À noite, sem o comparecimento de um só morador da cidade, sozinho no cinema, eu próprio vendi os ingressos e orientei os matutos a tomarem seus lugares nos bancos de baraúna – desses onde cabem 6-8 pessoas. Analfabetos na mais extensa acepção da palavra, ali se acomodaram para o momento mágico do primeiro filme de suas vidas.
Para eles, regressar ao sítio ou ao engenho depois da Missa do Galo com um retrato tirado pelo retratista Natalício no coreto da praça já seria acontecimento sensacional, digno de comemoração familiar.
Sala lotada, chaveei por dentro a porta do cinema, isolei-me na cabine, apaguei as luzes e acionei a velha Bell & Howell 16mm.

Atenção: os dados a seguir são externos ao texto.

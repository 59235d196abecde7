//! Core types shared across the Threeium SDK.

pub use solana_sdk::clock::Slot;
pub use solana_sdk::commitment_config::CommitmentConfig;
pub use solana_sdk::instruction::{AccountMeta, Instruction};
pub use solana_sdk::pubkey::Pubkey;

/// Lamport amounts in ledger sums. Signed and wider than any on-chain balance.
pub type Lamports = i128;
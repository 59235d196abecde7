//! Program registry.
//!
//! Program addresses are always injected by the integrator; none are
//! hardcoded here.

use crate::error::{require_non_empty, ErrorCode, Result, ThreeiumError};
use crate::types::Pubkey;
use serde::{Deserialize, Serialize};
use std::collections::BTreeMap;

#[derive(Debug, Clone, PartialEq, Eq, Serialize, Deserialize)]
#[serde(rename_all = "camelCase")]
pub struct ProgramAddress {
    /// Logical name used by the integrator
    pub name: String,
    /// Program address
    pub program_id: Pubkey,
}

#[derive(Debug, Clone, Default)]
pub struct ProgramRegistry {
    by_name: BTreeMap<String, Pubkey>,
}

impl ProgramRegistry {
    pub fn new(entries: Vec<ProgramAddress>) -> Result<Self> {
        let mut by_name = BTreeMap::new();

        for entry in entries {
            require_non_empty(
                &entry.name,
                ErrorCode::ProgramNameRequired,
                "Program name is required",
            )?;
            if by_name.contains_key(&entry.name) {
                return Err(ThreeiumError::integrity(
                    ErrorCode::ProgramNameDuplicate,
                    "Duplicate program name in registry",
                )
                .with_detail("name", entry.name));
            }
            by_name.insert(entry.name, entry.program_id);
        }

        Ok(Self { by_name })
    }

    /// Program id by name.
    pub fn get(&self, name: &str) -> Result<Pubkey> {
        require_non_empty(name, ErrorCode::ProgramNameRequired, "Program name is required")?;
        self.by_name.get(name).copied().ok_or_else(|| {
            ThreeiumError::integrity(ErrorCode::ProgramNotFound, "Program not found in registry")
                .with_detail("name", name)
        })
    }

    pub fn has(&self, name: &str) -> bool {
        self.by_name.contains_key(name)
    }

    /// All entries, sorted by name.
    pub fn list(&self) -> Vec<ProgramAddress> {
        self.by_name
            .iter()
            .map(|(name, program_id)| ProgramAddress {
                name: name.clone(),
                program_id: *program_id,
            })
            .collect()
    }

    pub fn len(&self) -> usize {
        self.by_name.len()
    }

    pub fn is_empty(&self) -> bool {
        self.by_name.is_empty()
    }
}

#[cfg(test)]
mod tests {
    use super::*;

    fn entry(name: &str, program_id: Pubkey) -> ProgramAddress {
        ProgramAddress {
            name: name.to_string(),
            program_id,
        }
    }

    #[test]
    fn test_lookup_and_sorted_list() {
        let swap = Pubkey::new_unique();
        let vault = Pubkey::new_unique();
        let registry =
            ProgramRegistry::new(vec![entry("vault", vault), entry("swap", swap)]).unwrap();

        assert_eq!(registry.get("swap").unwrap(), swap);
        assert!(registry.has("vault"));
        assert!(!registry.has("oracle"));

        let names: Vec<_> = registry.list().into_iter().map(|p| p.name).collect();
        assert_eq!(names, vec!["swap", "vault"]);
    }

    #[test]
    fn test_duplicate_and_missing() {
        let err = ProgramRegistry::new(vec![
            entry("swap", Pubkey::new_unique()),
            entry("swap", Pubkey::new_unique()),
        ])
        .unwrap_err();
        assert_eq!(err.code(), ErrorCode::ProgramNameDuplicate);

        let registry = ProgramRegistry::new(vec![]).unwrap();
        assert_eq!(registry.get("swap").unwrap_err().code(), ErrorCode::ProgramNotFound);
        assert_eq!(registry.get("").unwrap_err().code(), ErrorCode::ProgramNameRequired);
        assert!(registry.is_empty());
    }
}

Feito isso, sentei-me com as pernas cruzadas numa esteira de piripiri e iniciei a leitura de um gibi do "Zé do Caixão".
Quando eu estava para emendar o segundo rolo do filme no primeiro, prática usual para não interromper a exibição, olhei para a tela pelo buraco da cabine, a fim de conferir a qualidade da imagem. VigiMaria! Tudo estava de trás pra frente! E mais: o primeiro rolo do filme que deveria estar em exibição na verdade era o terceiro, que eu esquecera de rebobinar na última projeção (fazia três meses). Não poderia ser diferente: a projeção estava de ponta-cabeça! Que susto! Começou com o “FINE”. O mais incrível é que o silêncio reinava absoluto na sala. Os espectadores extasiavam-se emudecidos com o que viam! Os demais rolos do filme também não haviam sido rebobinados, de maneira que a última cena passou a ser a primeira. Como o espetáculo tinha que continuar, não pensei duas vezes: literalmente, deixei rolar!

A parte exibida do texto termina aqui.